Introduction : Pourquoi intégrer l’EDC dans l’EU ETS ? Un impératif scientifique et une attente croissante du marché
L’UE vise la neutralité climatique d’ici 2050, conformément à l’Accord de Paris, ce qui implique d’inclure les émissions négatives dans ses instruments climatiques. Le Conseil scientifique européen (ESABCC) appelle ainsi à intégrer l’élimination du carbone (EDC) dans les mécanismes de marché, notamment l’EU ETS, afin de compenser les émissions résiduelles et d’aligner le prix du carbone sur les trajectoires de neutralité.
Les besoins sont colossaux : le GIEC estime qu’il faudra éliminer entre 5 et 16 GtCO₂/an d’ici 2050, dont 550 à 800 MtCO₂/an pour l’UE (ESABCC et Carbon Gap).
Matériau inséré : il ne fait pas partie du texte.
use std::env;
use std::fmt;
use std::net::{IpAddr, SocketAddr};

/// Distinguishes runtime behavior for different stages of the service.
#[derive(Debug, Clone, Copy, PartialEq, Eq)]
pub enum AppEnvironment {
    Development,
    Test,
    Production,
}

impl AppEnvironment {
    fn from_str(value: &str) -> Self {
        match value.trim().to_ascii_lowercase().as_str() {
            "prod" | "production" => Self::Production,
            "test" | "ci" => Self::Test,
            _ => Self::Development,
        }
    }
}

/// Top-level configuration for the application.
#[derive(Debug, Clone)]
pub struct AppConfig {
    pub environment: AppEnvironment,
    pub server: ServerConfig,
    pub telemetry: TelemetryConfig,
    pub crm: CrmConfig,
}

impl AppConfig {
    pub fn load() -> Result<Self, ConfigError> {
        dotenvy::dotenv().ok();

        let environment = AppEnvironment::from_str(
            &env::var("APP_ENV").unwrap_or_else(|_| "development".to_string()),
        );

        let host = env::var("APP_HOST").unwrap_or_else(|_| "127.0.0.1".to_string());
        let port = env::var("APP_PORT")
            .unwrap_or_else(|_| "3000".to_string())
            .parse::<u16>()
            .map_err(|_| ConfigError::InvalidPort)?;

        let log_level = env::var("APP_LOG_LEVEL").unwrap_or_else(|_| "info".to_string());

        let bootstrap_superadmin = env::var("APP_BOOTSTRAP_SUPERADMIN")
            .unwrap_or_else(|_| "superadmin".to_string())
            .trim()
            .to_string();
        if bootstrap_superadmin.is_empty() {
            return Err(ConfigError::InvalidBootstrapUser);
        }

        Ok(Self {
            environment,
            server: ServerConfig { host, port },
            telemetry: TelemetryConfig { log_level },
            crm: CrmConfig {
                bootstrap_superadmin,
            },
        })
    }
}

/// Settings controlling the HTTP server binding.
#[derive(Debug, Clone)]
pub struct ServerConfig {
    pub host: String,
    pub port: u16,
}

impl ServerConfig {
    pub fn socket_addr(&self) -> Result<SocketAddr, ConfigError> {
        if self.host.eq_ignore_ascii_case("localhost") {
            return Ok(SocketAddr::new(IpAddr::from([127, 0, 0, 1]), self.port));
        }

        let ip: IpAddr = self
            .host
            .parse()
            .map_err(|source| ConfigError::InvalidHost { source })?;

        Ok(SocketAddr::new(ip, self.port))
    }
}

/// Tracing controls.
#[derive(Debug, Clone)]
pub struct TelemetryConfig {
    pub log_level: String,
}

/// Lead pipeline settings.
#[derive(Debug, Clone)]
pub struct CrmConfig {
    /// Username seeded as the first superadmin when the store starts empty.
    pub bootstrap_superadmin: String,
}

#[derive(Debug)]
pub enum ConfigError {
    InvalidPort,
    InvalidHost { source: std::net::AddrParseError },
    InvalidBootstrapUser,
}

impl fmt::Display for ConfigError {
    fn fmt(&self, f: &mut fmt::Formatter<'_>) -> fmt::Result {
        match self {
            ConfigError::InvalidPort => write!(f, "APP_PORT must be a valid u16"),
            ConfigError::InvalidHost { .. } => {
                write!(f, "APP_HOST must parse to an IPv4 or IPv6 address")
            }
            ConfigError::InvalidBootstrapUser => {
                write!(f, "APP_BOOTSTRAP_SUPERADMIN must not be blank")
            }
        }
    }
}

impl std::error::Error for ConfigError {
    fn source(&self) -> Option<&(dyn std::error::Error + 'static)> {
        match self {
            ConfigError::InvalidPort | ConfigError::InvalidBootstrapUser => None,
            ConfigError::InvalidHost { source } => Some(source),
        }
    }
}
Pourtant, moins de 8 MtCO₂ d’EDC permanent ont été certifiés dans le monde en 2024, faute d’incitations fortes. Aujourd’hui, le marché de l’EDC repose sur le marché volontaire, freinant les investissements. Les développeurs et industriels attendent un signal clair : l’intégration dans un marché réglementé.
L’EU ETS, avec 1 380 MtCO₂e d’émissions couvertes, 781 Mds € échangés en 2024 et un prix moyen stable autour de 80 €/tCO2, offre une base robuste pour structurer la demande. L’UE a lancé une consultation en 2025, avec un rapport attendu en 2026. Cette dynamique, soutenue par l’AFEN et ses partenaires comme Carbon Gap, ouvre une fenêtre d’action majeure.
Mais l’intégration de l’EDC soulève des risques : impermanence/réemission, effets d’aubaine, déflation du prix carbone. L’AFEN, qui fédère producteurs, industriels et experts, a participé activement à la consultation pour porter une position commune : urgence d’un cadre de conformité, exigence de robustesse environnementale, et gouvernance rigoureuse.
Cet article vise à expliciter ces enjeux, et à montrer comment les modèles d’intégration analysés dans la littérature scientifique peuvent permettre de structurer une intégration à la fois crédible, durable et économiquement efficace.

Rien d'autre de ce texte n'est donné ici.